# 24-70 f2.8 I L --- 24-105 f4 L --- TAMRON 24-70 2.8 --- 1000$ budget.



## pini (Apr 26, 2013)

Hi!

I photograph mostly people (in action and portraits) and landscapes, and since I bought my 5D II, I have only a 50mm 1.4!

Before I buy a 70-200 II or a 135L, I feel like I need a standard zoom, there's no way to run from it.

The 24-70 II is not an option for me now, sorry guys! I know I should buy it, I know, but I'll buy the 70-200 II for that money later this year.

(I could also buy a 135L and use it with the 50, that would be awesome for portraits, but I think I'd loose some opportunities if I had these two only).

Thanks.


----------



## RLPhoto (Apr 26, 2013)

Personally, I'd recommend a 24-105L + 100mm f/2. You can find 24-105L brand new on evilbay from the 700$'s and a used 100mm F/2 around 400$'s.

A 24-70 is general purpose lens, that can do portraits but if you do alot of it, a Prime is nicer.


----------



## sunnyVan (Apr 26, 2013)

pini said:


> Hi!
> 
> I photograph mostly people (in action and portraits) and landscapes, and since I bought my 5D II, I have only a 50mm 1.4!
> 
> ...



If you dont have any standard zoom at all, in a way you're fortunate because you now have more options than I did. I have the 24-105L. As I mentioned in another thread, it's a good lens but nobody actually loves it. Most people find it a useful workhorse. If I were you I'd give tamron a shot. It costs half as much as the new canon 24-70 but has level of performance. You only give up the red ring. I'm thinking of selling my 24-105. You're lucky you don't need to struggle over the same thing.


----------



## bholliman (Apr 26, 2013)

If $1,000 is your budget, the Canon 24-105 is really your best option unless you can find a used copy of the Tamron 24-70 2.8 VC, since they go for $1,300 new.

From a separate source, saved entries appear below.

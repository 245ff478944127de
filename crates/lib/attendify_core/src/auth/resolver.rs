//! Bearer token → [`Principal`].
//!
//! Steps run strictly in order, each feeding the next: decode the service
//! claim, verify with that service's key, then look the subject up in the
//! cache, the store, and finally the identity provider (first login).

use std::sync::Arc;

use tracing::{debug, info, warn};

use super::AuthError;
use super::jwt::{TokenService, VerifiedClaims};
use super::provider::IdentityProvider;
use super::store::UserStore;
use crate::cache::{Cache, USER_CACHE_TTL_SECS, user_key};
use crate::models::auth::{NewUser, Principal};

/// Resolves tokens and user IDs to principals for one service deployment.
#[derive(Clone)]
pub struct IdentityResolver {
    service: String,
    tokens: TokenService,
    store: Arc<dyn UserStore>,
    cache: Cache,
    provider: Arc<dyn IdentityProvider>,
}

impl IdentityResolver {
    pub fn new(
        service: impl Into<String>,
        tokens: TokenService,
        store: Arc<dyn UserStore>,
        cache: Cache,
        provider: Arc<dyn IdentityProvider>,
    ) -> Self {
        Self {
            service: service.into(),
            tokens,
            store,
            cache,
            provider,
        }
    }

    /// This deployment's service name.
    pub fn service(&self) -> &str {
        &self.service
    }

    pub fn tokens(&self) -> &TokenService {
        &self.tokens
    }

    pub fn store(&self) -> &Arc<dyn UserStore> {
        &self.store
    }

    pub fn cache(&self) -> &Cache {
        &self.cache
    }

    pub fn provider(&self) -> &Arc<dyn IdentityProvider> {
        &self.provider
    }

    /// Authenticate an access token, provisioning the principal on first login.
    pub async fn authenticate(&self, token: Option<&str>) -> Result<Principal, AuthError> {
        let token = token
            .filter(|t| !t.is_empty())
            .ok_or(AuthError::MissingToken)?;
        let claims = self.verify_access(token)?;
        let user_id = claims.subject();
        let key = user_key(user_id);

        if let Some(principal) = self.cached_principal(&key).await {
            if principal.is_deleted() {
                return Err(AuthError::UserNotFound);
            }
            debug!(user_id, "principal served from cache");
            return Ok(principal);
        }

        match self.store.find_by_id(user_id).await? {
            Some(principal) if principal.is_deleted() => {
                debug!(user_id, "principal is soft-deleted");
                Err(AuthError::UserNotFound)
            }
            Some(principal) => {
                self.remember(&key, &principal).await;
                Ok(principal)
            }
            None => self.provision(token, user_id, &key).await,
        }
    }

    /// Check the service claim, then verify the access token with this
    /// service's public key.
    pub fn verify_access(&self, token: &str) -> Result<VerifiedClaims, AuthError> {
        self.check_service(token)?;
        self.tokens
            .verify_access_token(token, &self.service)?
            .ok_or(AuthError::InvalidToken)
    }

    /// Same as [`Self::verify_access`] for refresh tokens.
    pub fn verify_refresh(&self, token: &str) -> Result<VerifiedClaims, AuthError> {
        self.check_service(token)?;
        self.tokens
            .verify_refresh_token(token, &self.service)?
            .ok_or(AuthError::InvalidToken)
    }

    /// Current grants for an already authenticated user: cache, else store.
    pub async fn grants_for(&self, user_id: &str) -> Result<Principal, AuthError> {
        let key = user_key(user_id);
        if let Some(principal) = self.cached_principal(&key).await {
            if principal.is_deleted() {
                return Err(AuthError::UserNotFound);
            }
            return Ok(principal);
        }
        let principal = self
            .store
            .find_by_id(user_id)
            .await?
            .filter(|p| !p.is_deleted())
            .ok_or(AuthError::UserNotFound)?;
        self.remember(&key, &principal).await;
        Ok(principal)
    }

    /// Drop the cached principal, e.g. on logout.
    pub async fn forget(&self, user_id: &str) {
        let key = user_key(user_id);
        if let Err(e) = self.cache.delete(&key).await {
            warn!(key, "cache delete failed: {e}");
        }
    }

    fn check_service(&self, token: &str) -> Result<(), AuthError> {
        let unverified = TokenService::decode_token(token).ok_or(AuthError::InvalidService)?;
        if !unverified.is_for_service(&self.service) {
            debug!(service = %self.service, "token issued for another service");
            return Err(AuthError::InvalidService);
        }
        Ok(())
    }

    async fn provision(
        &self,
        token: &str,
        user_id: &str,
        key: &str,
    ) -> Result<Principal, AuthError> {
        info!(user_id, "user not found, provisioning from identity provider");
        let profile = self.provider.profile(token).await.map_err(|e| {
            warn!(user_id, "profile fetch failed: {e}");
            AuthError::Provisioning(e.to_string())
        })?;

        let principal = self
            .store
            .create(NewUser::from_profile(user_id, &profile, "OpenID"))
            .await?;
        info!(user_id, email = %principal.email, "provisioned new user");
        self.remember(key, &principal).await;
        Ok(principal)
    }

    async fn cached_principal(&self, key: &str) -> Option<Principal> {
        match self.cache.get::<Principal>(key).await {
            Ok(hit) => hit,
            Err(e) => {
                warn!(key, "cache read failed, falling back to store: {e}");
                None
            }
        }
    }

    async fn remember(&self, key: &str, principal: &Principal) {
        if let Err(e) = self
            .cache
            .set(key, principal, Some(USER_CACHE_TTL_SECS))
            .await
        {
            warn!(key, "cache write failed: {e}");
        }
    }
}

The 24-105L is a very good all purpose lens, best for daylight and flash photography. Your 50 1.4 can handle most of your low-light photography needs.


----------



## robbymack (Apr 26, 2013)

Of those three the tamron offers the most quality IMHO, but you can't go wrong with any of them. I chose the tamron earlier this year because it was better than my copy of the 24-70i and offered IS. I tried the 24-70ii and while awesome it wasn't a $1000 more awesome than the tamron. I now don't blink twice shooting at 1/15 and 70mm. The IS of the tamron made it a far more versatile lens to me than the canon. It's now my primary landscaping, people, one lens travel solution. I really hate my tripod so the IS is great for me when I get out to do landscapes.


----------



## Rienzphotoz (Apr 26, 2013)

Do you live in the US ... if so, for under $1000 the only option is 24-105 f/4 L IS ... the Tamron 24-70 f/2.8 VC sells for almost $1300 in US ... but a few months ago I bought brand new Tamron 24-70 f/2.8 VC from Amazon Japan for $1048 ... currently it is selling at $965 in Amazon.co.jp


----------



## bholliman (Apr 27, 2013)

Rienzphotoz said:


> Do you live in the US ... if so, for under $1000 the only option is 24-105 f/4 L IS ... the Tamron 24-70 f/2.8 VC sells for almost $1300 in US ... but a few months ago I bought brand new Tamron 24-70 f/2.8 VC from Amazon Japan for $1048 ... currently it is selling at $965 in Amazon.co.jp



I don't have any experience buying cameras or lenses outside the US. Are there any taxes or duties that are applied if I were to buy from Amazon Japan?


----------



## sunnyVan (Apr 27, 2013)

bholliman said:


> Rienzphotoz said:
> 
> 
> > Do you live in the US ... if so, for under $1000 the only option is 24-105 f/4 L IS ... the Tamron 24-70 f/2.8 VC sells for almost $1300 in US ... but a few months ago I bought brand new Tamron 24-70 f/2.8 VC from Amazon Japan for $1048 ... currently it is selling at $965 in Amazon.co.jp
> ...



You also won't get USA warranty.....


----------



## pini (Apr 27, 2013)

I live in Brazil, but I'm going to US next month.
I think I'll take a deeper look at the Tamron then, it's hard to give up on the red ring because I need to be sure I don't get a bad copy. Usually that happens more with third party lenses, and when I come back I wont be able to change it.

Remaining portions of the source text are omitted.